How to cite this URL:
Mishra A, Pandey S. Upbeat and brun's nystagmus in cerebello-pontine tuberculoma. Ann Indian Acad Neurol [serial online] 2022 [cited 2023 Feb 6];25:1194-6. Available from: https://www.annalsofian.org/text.asp?2022/25/6/1194/360468




Dear Editor,

A 15-year-old girl presented with complaints of headache since 5 months, and decreased hearing in right ear since 2 months. She also had acute ataxia, sagging, and numbness of right side of the face associated with redness, excessive tearing, and binocular vertical diplopia that aggravated on downgaze and improved on lying down since the last 7 days. She also reported two consecutive episodes of left focal seizures, both occurring in a day, about one month back requiring oral levetiracetam (500 mg twice daily). Quite pertinently, she had received incomplete treatment for cervical tuberculous lymphadenitis six months ago.

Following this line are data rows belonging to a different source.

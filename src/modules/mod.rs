pub mod auth;
pub mod metrics;
pub mod project;
pub mod shared;
pub mod task;
pub mod workspace;
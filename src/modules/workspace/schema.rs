use chrono::{DateTime, Utc};
use serde::{Deserialize, Serialize};
use uuid::Uuid;
use validator::Validate;

use super::model::{Member, Role, Workspace, WorkspacePatch};

#[derive(Debug, Deserialize, Validate)]
pub struct CreateWorkspaceRequest {
    #[validate(length(min = 1, max = 100, message = "name must be 1 to 100 characters"))]
    pub name: String,
    #[serde(default)]
    #[validate(length(max = 2000, message = "description is too long"))]
    pub description: String,
}

#[derive(Debug, Deserialize, Validate)]
#[serde(deny_unknown_fields)]
pub struct UpdateWorkspaceRequest {
    #[validate(length(min = 1, max = 100, message = "name must be 1 to 100 characters"))]
    pub name: Option<String>,
    #[validate(length(max = 2000, message = "description is too long"))]
    pub description: Option<String>,
}

impl From<UpdateWorkspaceRequest> for WorkspacePatch {
    fn from(req: UpdateWorkspaceRequest) -> Self {
        Self {
            name: req.name,
            description: req.description,
        }
    }
}

#[derive(Debug, Deserialize, Validate)]
#[serde(rename_all = "camelCase")]
pub struct AddMemberRequest {
    pub user_id: Uuid,
    #[serde(default = "default_role")]
    pub role: Role,
}

fn default_role() -> Role {
    Role::Member
}

#[derive(Debug, Serialize)]
#[serde(rename_all = "camelCase")]
pub struct WorkspaceResponse {
    pub id: Uuid,
    pub name: String,
    pub description: String,
    pub owner_id: Uuid,
    pub created_at: DateTime<Utc>,
    pub last_modified: DateTime<Utc>,
}

impl From<Workspace> for WorkspaceResponse {
    fn from(workspace: Workspace) -> Self {
        Self {
            id: workspace.id,
            name: workspace.name,
            description: workspace.description,
            owner_id: workspace.owner_id,
            created_at: workspace.created_at,
            last_modified: workspace.updated_at,
        }
    }
}

#[derive(Debug, Serialize)]
pub struct WorkspaceEnvelope {
    pub workspace: WorkspaceResponse,
}

#[derive(Debug, Serialize)]
pub struct WorkspaceList {
    pub workspaces: Vec<WorkspaceResponse>,
}

#[derive(Debug, Serialize)]
#[serde(rename_all = "camelCase")]
pub struct MemberResponse {
    pub user_id: Uuid,
    pub name: String,
    pub email: String,
    pub role: Role,
    pub joined_at: DateTime<Utc>,
}

impl From<Member> for MemberResponse {
    fn from(member: Member) -> Self {
        Self {
            user_id: member.user_id,
            name: member.name,
            email: member.email,
            role: member.role,
            joined_at: member.joined_at,
        }
    }
}

#[derive(Debug, Serialize)]
pub struct MemberList {
    pub members: Vec<MemberResponse>,
}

On examination, she had facial puffiness and hirsutism. Her visual acuity in right and left eyes were bilaterally 6/6 with some blurring in the right eye. The right cornea of the patient appeared cloudy due to exposure keratopathy. Her pupils were bilaterally equal, normal in size, and well-responsive to light. Fundus examination did not show and choroid tubercles or papilledema. On examination of the eye movement, the patient has bilateral upbeat nystagmus with a fast-jerky component upwards. Bilateral upbeat nystagmus (more prominent on the left and aggravating while looking upwards) was present along with bilateral, but rather asymmetric, horizontal gaze-evoked Brun's nystagmus [coarse and slow low-frequency, large-amplitude nystagmus when looking towards right (the side of the lesion) coupled with rapid fine high-frequency, small-amplitude nystagmus when looking away from the lesion (towards left)] [See video] [Additional file 1]. However, nystagmus in the right eye is confounded by the abduction limitation in that eye because of right lateral rectus palsy. Touch and pinprick sensations were decreased by about 50% on the right half of the face. She had right lower motor neuron type of facial weakness and sensory-neural deafness in the right ear.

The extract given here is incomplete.